IG news Update,
A Chinese state-sponsored cyber threat actor is conducting discrete espionage operations within critical US infrastructure and may target other countries, Western cyber security agencies and Microsoft warned on Wednesday.
Those operations may be aimed at developing ways to disrupt critical communications between the US and Asia “during future crises”, Microsoft said – a warning that could refer to a possible attack on Taiwan by China, which has signaled Granted that he can use military force. Democratically governed islands under its direct control.
The threat posed by the Chinese group known as Volt Typhoon prompted a rare joint advisory on Wednesday from Five Eyes cyber security agencies, including the Canadian Center for Cyber Security of the Communications Security Establishment (CSE).
The agencies and Microsoft said the group avoided detection by blending in with normal Windows operations through a series of techniques known as “living out of the land”. The process allows the actor to move through the system by taking advantage of built-in network administration tools, making its actions look like normal activity.
The CSE says Typhoon Volt has only been detected in the US so far, and no Canadian victims have been reported as of Wednesday.
“However, Western economies remain deeply entrenched,” the agency warned. “Most of our infrastructure is closely integrated and an attack on one can affect the other.”
The agencies further warned that they believe the group “could be implementing similar techniques against these and other regions around the world.”
In a threat intelligence advisory, Microsoft said Typhoon Volt has been active since mid-2021 and has targeted Guam and other critical infrastructure in the US, including the government, communications, information technology, maritime and education sectors.
“The observed behavior suggests that the threat actor intends to conduct espionage and maintain undetected access for as long as possible,” the assessment reads.
“Microsoft assesses with medium confidence that it is pursuing the development of Volt Typhoon campaign capabilities that could disrupt critical communications infrastructure between the United States and the Asia region during future crises.”
Guam is home to major US military facilities, including Andersen Air Force Base, which would be key to responding to any conflict in the Asia-Pacific region.
This would include a Chinese military invasion of Taiwan, for which the island’s democratic government has said they are actively preparing. Taiwan’s foreign minister told Global News last month that it was a matter of when Beijing would launch such a campaign, not if.
China claims Taiwan as its territory and top-ranking members of the Chinese Communist Party, including President Xi Jinping, have not been shy about their aim to take back control of the island. Xi and his top officials have not ruled out using military force to do so.
CSE and Microsoft would not say whether the “future crisis” was a reference to a possible Taiwan attack.
Microsoft said that Volt Typhoon actors will wrap themselves in normal network activity and proceed to collect data from their targets, including local network credentials that are used to “maintain persistence”. The data will also be stored in external servers for exfiltration.

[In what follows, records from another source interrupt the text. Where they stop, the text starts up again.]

use serde::{Deserialize, Serialize};
use url::Url;

use crate::constants::endpoints;

/// What a `401` on a given URL means for session recovery.
#[derive(Debug, Clone, Copy, PartialEq, Eq, Serialize, Deserialize)]
#[serde(rename_all = "snake_case")]
pub enum EndpointKind {
    /// Ordinary authenticated endpoint; a `401` triggers a token refresh.
    Refreshable,
    Login,
    Logout,
    /// The refresh endpoint itself.
    Refresh,
    /// Reachable without a session; never refreshed.
    Public,
}

impl EndpointKind {
    pub fn is_refreshable(self) -> bool {
        matches!(self, Self::Refreshable)
    }

    pub fn as_str(self) -> &'static str {
        match self {
            Self::Refreshable => "refreshable",
            Self::Login => "login",
            Self::Logout => "logout",
            Self::Refresh => "refresh",
            Self::Public => "public",
        }
    }
}

/// Path conventions used to classify outbound URLs.
///
/// The auth paths are full request paths (already joined with any base path),
/// compared exactly; a route that merely ends in `/refresh` is an ordinary
/// endpoint. The public segment matches any path segment.
#[derive(Debug, Clone, PartialEq, Eq, Serialize, Deserialize)]
pub struct EndpointRules {
    pub refresh_path: String,
    pub login_path: String,
    pub logout_path: String,
    pub public_segment: String,
}

impl Default for EndpointRules {
    fn default() -> Self {
        Self {
            refresh_path: endpoints::REFRESH_PATH.to_string(),
            login_path: endpoints::LOGIN_PATH.to_string(),
            logout_path: endpoints::LOGOUT_PATH.to_string(),
            public_segment: endpoints::PUBLIC_SEGMENT.to_string(),
        }
    }
}

impl EndpointRules {
    pub fn classify(&self, url: &str) -> EndpointKind {
        let path = normalize_path(&request_path(url));

        if is_endpoint(&path, &self.refresh_path) {
            EndpointKind::Refresh
        } else if is_endpoint(&path, &self.login_path) {
            EndpointKind::Login
        } else if is_endpoint(&path, &self.logout_path) {
            EndpointKind::Logout
        } else if is_public(&path, &self.public_segment) {
            EndpointKind::Public
        } else {
            EndpointKind::Refreshable
        }
    }
}

fn request_path(url: &str) -> String {
    match Url::parse(url) {
        Ok(parsed) => parsed.path().to_string(),
        Err(_) => url
            .split(['?', '#'])
            .next()
            .unwrap_or_default()
            .to_string(),
    }
}

fn normalize_path(path: &str) -> String {
    format!("/{}", path.trim_matches('/'))
}

fn is_endpoint(path: &str, endpoint: &str) -> bool {
    let endpoint = normalize_path(&request_path(endpoint));
    endpoint != "/" && path == endpoint
}

fn is_public(path: &str, segment: &str) -> bool {
    let segment = segment.trim_matches('/');
    if segment.is_empty() {
        return false;
    }
    path.split('/').any(|part| part == segment)
}

#[cfg(test)]
mod tests {
    use super::*;

    #[test]
    fn classifies_auth_endpoints() {
        let rules = EndpointRules::default();
        assert_eq!(
            rules.classify("https://api.example.com/refresh"),
            EndpointKind::Refresh
        );
        assert_eq!(rules.classify("/login"), EndpointKind::Login);
        assert_eq!(rules.classify("/logout/"), EndpointKind::Logout);
        assert_eq!(
            rules.classify("https://api.example.com/api/public/share/1?x=1"),
            EndpointKind::Public
        );
        assert_eq!(
            rules.classify("https://api.example.com/api/chat"),
            EndpointKind::Refreshable
        );
    }

    #[test]
    fn routes_ending_like_auth_endpoints_stay_refreshable() {
        let rules = EndpointRules::default();
        assert_eq!(rules.classify("/documents/7/refresh"), EndpointKind::Refreshable);
        assert_eq!(rules.classify("/api/login"), EndpointKind::Refreshable);
        assert_eq!(rules.classify("/api/autorefresh"), EndpointKind::Refreshable);
        assert_eq!(rules.classify("/api/publication"), EndpointKind::Refreshable);
        assert_eq!(rules.classify("/refresh?next=/x"), EndpointKind::Refresh);
    }

    #[test]
    fn custom_rules() {
        let rules = EndpointRules {
            refresh_path: "/v1/auth/refresh".to_string(),
            login_path: "https://api.example.com/v1/auth/login".to_string(),
            logout_path: "v1/auth/logout".to_string(),
            public_segment: "open".to_string(),
        };
        assert_eq!(rules.classify("/v1/auth/refresh"), EndpointKind::Refresh);
        assert_eq!(
            rules.classify("https://api.example.com/v1/auth/login"),
            EndpointKind::Login
        );
        assert_eq!(rules.classify("/v1/auth/logout"), EndpointKind::Logout);
        assert_eq!(rules.classify("/refresh"), EndpointKind::Refreshable);
        assert_eq!(rules.classify("/v1/open/feed"), EndpointKind::Public);
    }
}
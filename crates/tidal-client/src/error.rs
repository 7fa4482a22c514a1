use thiserror::Error;
use tidal_core::EndpointKind;

/// Errors from a [`TokenStore`](crate::store::TokenStore) backend.
#[derive(Debug, Error, Clone, PartialEq, Eq)]
pub enum StoreError {
    #[error("token store unavailable: {0}")]
    Unavailable(String),
    #[error("token store corrupted: {0}")]
    Corrupted(String),
}

/// Why a call ended in a terminal authentication failure.
#[derive(Debug, Error, Clone, PartialEq, Eq)]
pub enum AuthFailure {
    #[error("no refresh token stored")]
    NoRefreshToken,
    #[error("refresh rejected with status {status}")]
    RefreshRejected { status: u16 },
    #[error("refresh response malformed: {0}")]
    MalformedRefreshResponse(String),
    #[error("unauthorized on {} endpoint", .0.as_str())]
    Unrefreshable(EndpointKind),
    #[error("still unauthorized after refreshing the session")]
    RetryUnauthorized,
}

/// Outcome of a failed client call.
///
/// `Clone` so a single refresh failure can be handed to every waiter.
#[derive(Debug, Error, Clone, PartialEq, Eq)]
pub enum ClientError {
    #[error("transport error: {0}")]
    Transport(String),
    #[error("request aborted")]
    Aborted,
    #[error("session ended: {0}")]
    AuthTerminal(#[from] AuthFailure),
    #[error("bad request: {message}")]
    BadRequest { message: String },
    #[error("service error ({status})")]
    Service { status: u16 },
    #[error("unexpected status {status}")]
    UnexpectedStatus { status: u16 },
    #[error(transparent)]
    Store(#[from] StoreError),
    #[error("invalid configuration: {0}")]
    Config(String),
    #[error("failed to decode response: {0}")]
    Decode(String),
}

impl ClientError {
    pub(crate) fn transport(err: reqwest::Error) -> Self {
        Self::Transport(err.to_string())
    }
}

The company said it had notified targeted or compromised customers and provided them with information on how to “hunt” for tactics and techniques used by Volt Typhoon and how to mitigate any impact.
But Microsoft also warned that “mitigating this attack can be challenging” because of the techniques it uses that are “off the ground”.
It warned compromised accounts “should be closed or replaced” to avoid future attacks.
Five Eyes cyber security agencies also issued detailed instructions on how to detect Volt Typhoon activity and “stay away from land” techniques more widely.
Wednesday’s warning comes a day after former Governor General David Johnston released an interim report on his investigation into how Canada detects and counters foreign interference threats.
The report noted that unlike Russia’s, Chinese interference is designed to permeate democratic institutions and critical infrastructure, making it more difficult to counter.
CSE’s annual National Cyber Threat Assessment noted that China, Russia, Iran and North Korea are the top strategic cyber threats to Canada and all will continue to target critical areas over the next two years.
“That said, the threat from China is the most significant in terms of volume, potential and intent to assess,” the report said.
“China-sponsored cyber threat actors will continue to target industries and technologies in Canada that contribute to the state’s strategic priorities.”
With Reuters files
© 2023 Global News, a division of Corus Entertainment Inc.